In the wake of the Cartoon Intifada, EU officials and national governments are scrambling to decide how best to restrict free speech -- that of the blasphemers, mind you, not of the pro-genocide Muslim "protesters." Presently, I'll compile the long, sordid list of eager Eurodhimmis and what they're proposing. But first, I'd like to explain why I've been MIA for the last two weeks.
Reason number one is simply a huge workload and not enough hours in the day. Reason number two, however, is what I want to discuss.

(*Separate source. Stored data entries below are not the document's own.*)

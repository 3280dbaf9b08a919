//! Typed AST nodes
//!
//! The typed tree is what name and type resolution hand to the lowering pass.
//! It is read-only here: every value-producing node carries its resolved
//! [`TypeRef`], and every reference carries the [`SymbolId`] it resolved to,
//! or `None` when resolution gave up.

use super::{LoopId, SourceLocation, SymbolId, TypeRef};
use serde::Serialize;
use std::fmt;

/// A source file, the unit the lowering pass is invoked on
#[derive(Debug, Clone)]
pub struct TypedFile {
    pub name: String,
    pub package: Vec<String>,
    pub declarations: Vec<TypedDeclaration>,
    pub annotations: Vec<TypedAnnotation>,
    pub source_location: SourceLocation,
}

/// Declarations that may appear at file level, in a class body, or locally
#[derive(Debug, Clone)]
pub enum TypedDeclaration {
    Class(TypedClass),
    Function(TypedFunction),
    Property(TypedProperty),
    Constructor(TypedConstructor),
    AnonymousInitializer(TypedAnonymousInitializer),
    TypeAlias(TypedTypeAlias),
}

impl TypedDeclaration {
    pub fn symbol_id(&self) -> SymbolId {
        match self {
            TypedDeclaration::Class(c) => c.symbol_id,
            TypedDeclaration::Function(f) => f.symbol_id,
            TypedDeclaration::Property(p) => p.symbol_id,
            TypedDeclaration::Constructor(c) => c.symbol_id,
            TypedDeclaration::AnonymousInitializer(i) => i.symbol_id,
            TypedDeclaration::TypeAlias(a) => a.symbol_id,
        }
    }

    /// Name under which the declaration is visible as a class member, if any
    pub fn member_name(&self) -> Option<&str> {
        match self {
            TypedDeclaration::Function(f) => Some(&f.name),
            TypedDeclaration::Property(p) => Some(&p.name),
            _ => None,
        }
    }
}

#[derive(Debug, Clone, Copy, PartialEq, Eq, Hash, Serialize)]
pub enum ClassKind {
    Class,
    Interface,
    Object,
    EnumClass,
    AnnotationClass,
}

impl fmt::Display for ClassKind {
    fn fmt(&self, f: &mut fmt::Formatter<'_>) -> fmt::Result {
        let name = match self {
            ClassKind::Class => "class",
            ClassKind::Interface => "interface",
            ClassKind::Object => "object",
            ClassKind::EnumClass => "enum class",
            ClassKind::AnnotationClass => "annotation class",
        };
        f.write_str(name)
    }
}

#[derive(Debug, Clone, Copy, PartialEq, Eq, Hash, Default, Serialize)]
pub enum Modality {
    #[default]
    Final,
    Open,
    Abstract,
}

#[derive(Debug, Clone)]
pub struct TypedTypeParameter {
    pub symbol_id: SymbolId,
    pub name: String,
    pub bounds: Vec<TypeRef>,
}

#[derive(Debug, Clone)]
pub struct TypedClass {
    pub symbol_id: SymbolId,
    pub name: String,
    pub kind: ClassKind,
    pub modality: Modality,
    pub type_parameters: Vec<TypedTypeParameter>,
    pub supertypes: Vec<TypeRef>,
    /// Members in source order, including the primary constructor
    pub members: Vec<TypedDeclaration>,
    pub annotations: Vec<TypedAnnotation>,
    pub source_location: SourceLocation,
}

impl TypedClass {
    pub fn primary_constructor(&self) -> Option<&TypedConstructor> {
        self.members.iter().find_map(|member| match member {
            TypedDeclaration::Constructor(ctor) if ctor.is_primary => Some(ctor),
            _ => None,
        })
    }
}

#[derive(Debug, Clone)]
pub struct TypedParameter {
    pub symbol_id: SymbolId,
    pub name: String,
    pub param_type: TypeRef,
    pub default_value: Option<TypedExpression>,
    pub source_location: SourceLocation,
}

/// Named function, local function or function literal
#[derive(Debug, Clone)]
pub struct TypedFunction {
    pub symbol_id: SymbolId,
    /// Empty for anonymous functions
    pub name: String,
    /// Label a `return@label` can target, e.g. the call site name of a lambda
    pub label: Option<String>,
    pub modality: Modality,
    pub type_parameters: Vec<TypedTypeParameter>,
    pub parameters: Vec<TypedParameter>,
    pub return_type: TypeRef,
    pub body: Option<TypedBlock>,
    pub annotations: Vec<TypedAnnotation>,
    pub source_location: SourceLocation,
}

/// `: this(...)` or `: super(...)` on a constructor
#[derive(Debug, Clone)]
pub struct TypedDelegatedConstructorCall {
    pub callee: TypedReference,
    /// `this(...)` rather than `super(...)`
    pub is_this: bool,
    pub arguments: Vec<TypedExpression>,
    pub source_location: SourceLocation,
}

#[derive(Debug, Clone)]
pub struct TypedConstructor {
    pub symbol_id: SymbolId,
    pub is_primary: bool,
    pub type_parameters: Vec<TypedTypeParameter>,
    pub parameters: Vec<TypedParameter>,
    pub delegated_call: Option<TypedDelegatedConstructorCall>,
    pub body: Option<TypedBlock>,
    pub annotations: Vec<TypedAnnotation>,
    pub source_location: SourceLocation,
}

/// Property getter or setter.
///
/// A default accessor has no body; lowering synthesizes one that goes
/// through the backing field.
#[derive(Debug, Clone)]
pub struct TypedAccessor {
    pub symbol_id: SymbolId,
    pub is_default: bool,
    /// Setter value parameter
    pub parameter: Option<TypedParameter>,
    pub body: Option<TypedBlock>,
    pub annotations: Vec<TypedAnnotation>,
    pub source_location: SourceLocation,
}

#[derive(Debug, Clone)]
pub struct TypedProperty {
    pub symbol_id: SymbolId,
    pub name: String,
    pub property_type: TypeRef,
    pub is_mutable: bool,
    pub modality: Modality,
    pub initializer: Option<TypedExpression>,
    /// `None` means a default getter
    pub getter: Option<TypedAccessor>,
    /// `None` on a mutable property means a default setter
    pub setter: Option<TypedAccessor>,
    pub annotations: Vec<TypedAnnotation>,
    pub source_location: SourceLocation,
}

impl TypedProperty {
    pub fn has_default_getter(&self) -> bool {
        self.getter.as_ref().map_or(true, |getter| getter.is_default)
    }

    pub fn has_default_setter(&self) -> bool {
        self.is_mutable && self.setter.as_ref().map_or(true, |setter| setter.is_default)
    }
}

/// `init { ... }` block of a class
#[derive(Debug, Clone)]
pub struct TypedAnonymousInitializer {
    pub symbol_id: SymbolId,
    pub body: TypedBlock,
    pub source_location: SourceLocation,
}

/// Type aliases have no lowered counterpart; uses are expanded
#[derive(Debug, Clone)]
pub struct TypedTypeAlias {
    pub symbol_id: SymbolId,
    pub name: String,
    pub type_parameters: Vec<TypedTypeParameter>,
    pub target: TypeRef,
    pub source_location: SourceLocation,
}

#[derive(Debug, Clone)]
pub struct TypedVariable {
    pub symbol_id: SymbolId,
    pub name: String,
    pub var_type: TypeRef,
    pub is_mutable: bool,
    pub initializer: Option<Box<TypedExpression>>,
    pub source_location: SourceLocation,
}

#[derive(Debug, Clone)]
pub struct TypedAnnotation {
    pub annotation_type: TypeRef,
    /// Annotation class constructor, when resolution recorded it
    pub constructor: Option<SymbolId>,
    pub arguments: Vec<TypedExpression>,
    pub source_location: SourceLocation,
}

#[derive(Debug, Clone, Default)]
pub struct TypedBlock {
    pub statements: Vec<TypedStatement>,
    pub source_location: SourceLocation,
}

impl TypedBlock {
    pub fn new(statements: Vec<TypedStatement>) -> Self {
        Self {
            statements,
            source_location: SourceLocation::unknown(),
        }
    }

    pub fn is_empty(&self) -> bool {
        self.statements.is_empty()
    }
}

#[derive(Debug, Clone)]
pub enum TypedStatement {
    Variable(TypedVariable),
    /// Local class or function
    Declaration(TypedDeclaration),
    Expression(TypedExpression),
    Assignment {
        target: TypedReference,
        receiver: Option<TypedExpression>,
        value: TypedExpression,
        source_location: SourceLocation,
    },
    While {
        loop_id: LoopId,
        label: Option<String>,
        condition: TypedExpression,
        body: TypedBlock,
        source_location: SourceLocation,
    },
    DoWhile {
        loop_id: LoopId,
        label: Option<String>,
        body: TypedBlock,
        condition: TypedExpression,
        source_location: SourceLocation,
    },
}

/// Name at a use site and what it resolved to
#[derive(Debug, Clone, PartialEq, Eq)]
pub struct TypedReference {
    pub name: String,
    pub resolved: Option<SymbolId>,
    /// `field` inside an accessor: `resolved` names the property and the
    /// access goes to its backing field
    pub backing_field: bool,
}

impl TypedReference {
    pub fn resolved(name: impl Into<String>, symbol: SymbolId) -> Self {
        Self {
            name: name.into(),
            resolved: Some(symbol),
            backing_field: false,
        }
    }

    pub fn unresolved(name: impl Into<String>) -> Self {
        Self {
            name: name.into(),
            resolved: None,
            backing_field: false,
        }
    }
}

#[derive(Debug, Clone, PartialEq, Serialize)]
pub enum ConstantValue {
    Null,
    Boolean(bool),
    Char(char),
    Int(i64),
    Long(i64),
    Float(f64),
    Double(f64),
    String(String),
}

impl fmt::Display for ConstantValue {
    fn fmt(&self, f: &mut fmt::Formatter<'_>) -> fmt::Result {
        match self {
            ConstantValue::Null => f.write_str("null"),
            ConstantValue::Boolean(value) => write!(f, "{}", value),
            ConstantValue::Char(value) => write!(f, "'{}'", value),
            ConstantValue::Int(value) => write!(f, "{}", value),
            ConstantValue::Long(value) => write!(f, "{}L", value),
            ConstantValue::Float(value) => write!(f, "{}F", value),
            ConstantValue::Double(value) => write!(f, "{}", value),
            ConstantValue::String(value) => write!(f, "{:?}", value),
        }
    }
}

/// Operator applications that resolution did not turn into calls
#[derive(Debug, Clone, Copy, PartialEq, Eq, Hash)]
pub enum OperatorKind {
    Equal,
    NotEqual,
    Identity,
    NotIdentity,
    Less,
    Greater,
    LessOrEqual,
    GreaterOrEqual,
    Not,
    And,
    Or,
}

impl fmt::Display for OperatorKind {
    fn fmt(&self, f: &mut fmt::Formatter<'_>) -> fmt::Result {
        let symbol = match self {
            OperatorKind::Equal => "==",
            OperatorKind::NotEqual => "!=",
            OperatorKind::Identity => "===",
            OperatorKind::NotIdentity => "!==",
            OperatorKind::Less => "<",
            OperatorKind::Greater => ">",
            OperatorKind::LessOrEqual => "<=",
            OperatorKind::GreaterOrEqual => ">=",
            OperatorKind::Not => "!",
            OperatorKind::And => "&&",
            OperatorKind::Or => "||",
        };
        f.write_str(symbol)
    }
}

/// `is`, `!is`, `as`, `as?`
#[derive(Debug, Clone, Copy, PartialEq, Eq, Hash)]
pub enum TypeOperatorKind {
    Is,
    NotIs,
    As,
    SafeAs,
}

#[derive(Debug, Clone)]
pub struct TypedWhenBranch {
    /// [`TypedExpressionKind::Else`] for the trivial `else` branch
    pub condition: TypedExpression,
    pub result: TypedBlock,
    pub source_location: SourceLocation,
}

#[derive(Debug, Clone)]
pub struct TypedCatch {
    pub parameter: TypedVariable,
    pub body: TypedBlock,
    pub source_location: SourceLocation,
}

#[derive(Debug, Clone)]
pub struct TypedExpression {
    pub kind: TypedExpressionKind,
    pub expr_type: TypeRef,
    pub source_location: SourceLocation,
}

impl TypedExpression {
    pub fn new(kind: TypedExpressionKind, expr_type: TypeRef) -> Self {
        Self {
            kind,
            expr_type,
            source_location: SourceLocation::unknown(),
        }
    }

    pub fn at(mut self, location: SourceLocation) -> Self {
        self.source_location = location;
        self
    }
}

#[derive(Debug, Clone)]
pub enum TypedExpressionKind {
    Constant(ConstantValue),
    /// Property, value or object access: `receiver.name` or `name`
    Access {
        receiver: Option<Box<TypedExpression>>,
        callee: TypedReference,
    },
    Call {
        receiver: Option<Box<TypedExpression>>,
        callee: TypedReference,
        arguments: Vec<TypedExpression>,
        type_arguments: Vec<TypeRef>,
    },
    /// `this` or `this@Class`
    This { class: Option<SymbolId> },
    /// Implicit reference to the subject of the enclosing `when`
    WhenSubject,
    /// Condition of the trivial `else` branch of a `when`
    Else,
    When {
        subject: Option<Box<TypedExpression>>,
        /// `when (val x = ...)`
        subject_variable: Option<Box<TypedVariable>>,
        branches: Vec<TypedWhenBranch>,
    },
    Break {
        target: LoopId,
        label: Option<String>,
    },
    Continue {
        target: LoopId,
        label: Option<String>,
    },
    Return {
        /// Function the return leaves, when resolution recorded it
        target: Option<SymbolId>,
        label: Option<String>,
        value: Option<Box<TypedExpression>>,
    },
    Throw {
        exception: Box<TypedExpression>,
    },
    Try {
        body: TypedBlock,
        catches: Vec<TypedCatch>,
        finally: Option<TypedBlock>,
    },
    Operator {
        operator: OperatorKind,
        arguments: Vec<TypedExpression>,
    },
    TypeOperator {
        operator: TypeOperatorKind,
        argument: Box<TypedExpression>,
        type_operand: TypeRef,
    },
    /// `expr::class`
    ClassLiteral { argument: Box<TypedExpression> },
    StringTemplate { parts: Vec<TypedExpression> },
    AnonymousFunction(Box<TypedFunction>),
    AnonymousObject(Box<TypedClass>),
    Block(TypedBlock),
}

Every single day, I browse the news with my morning cup of coffee, and feel an increasing sense of futility and inevitability.
Multiple times daily, Islamists murder an innocent, burn down an embassy, destroy a church, suicide-bomb an unsuspecting crowd, burn a flag, issue a death threat, put a bounty on an infidel's head, publish sick blood-libel propaganda, blame the US and/or Israel for everything, hold a "peace" rally demanding the extermination of non-Muslims, credibly threaten to finish what Hitler started, and insist on shari'a in the West.
And multiple times daily, Western dhimmis issue apologies, gloss over the violence out of "respect" for Islam, hold conferences to work out how best to accede to Muslim demands, defend unchecked Muslim immigration, turn a blind eye to the atrocious treatment of non-Muslims in Islamic countries, and refuse to even arrest "protesters" who would as soon kill us all.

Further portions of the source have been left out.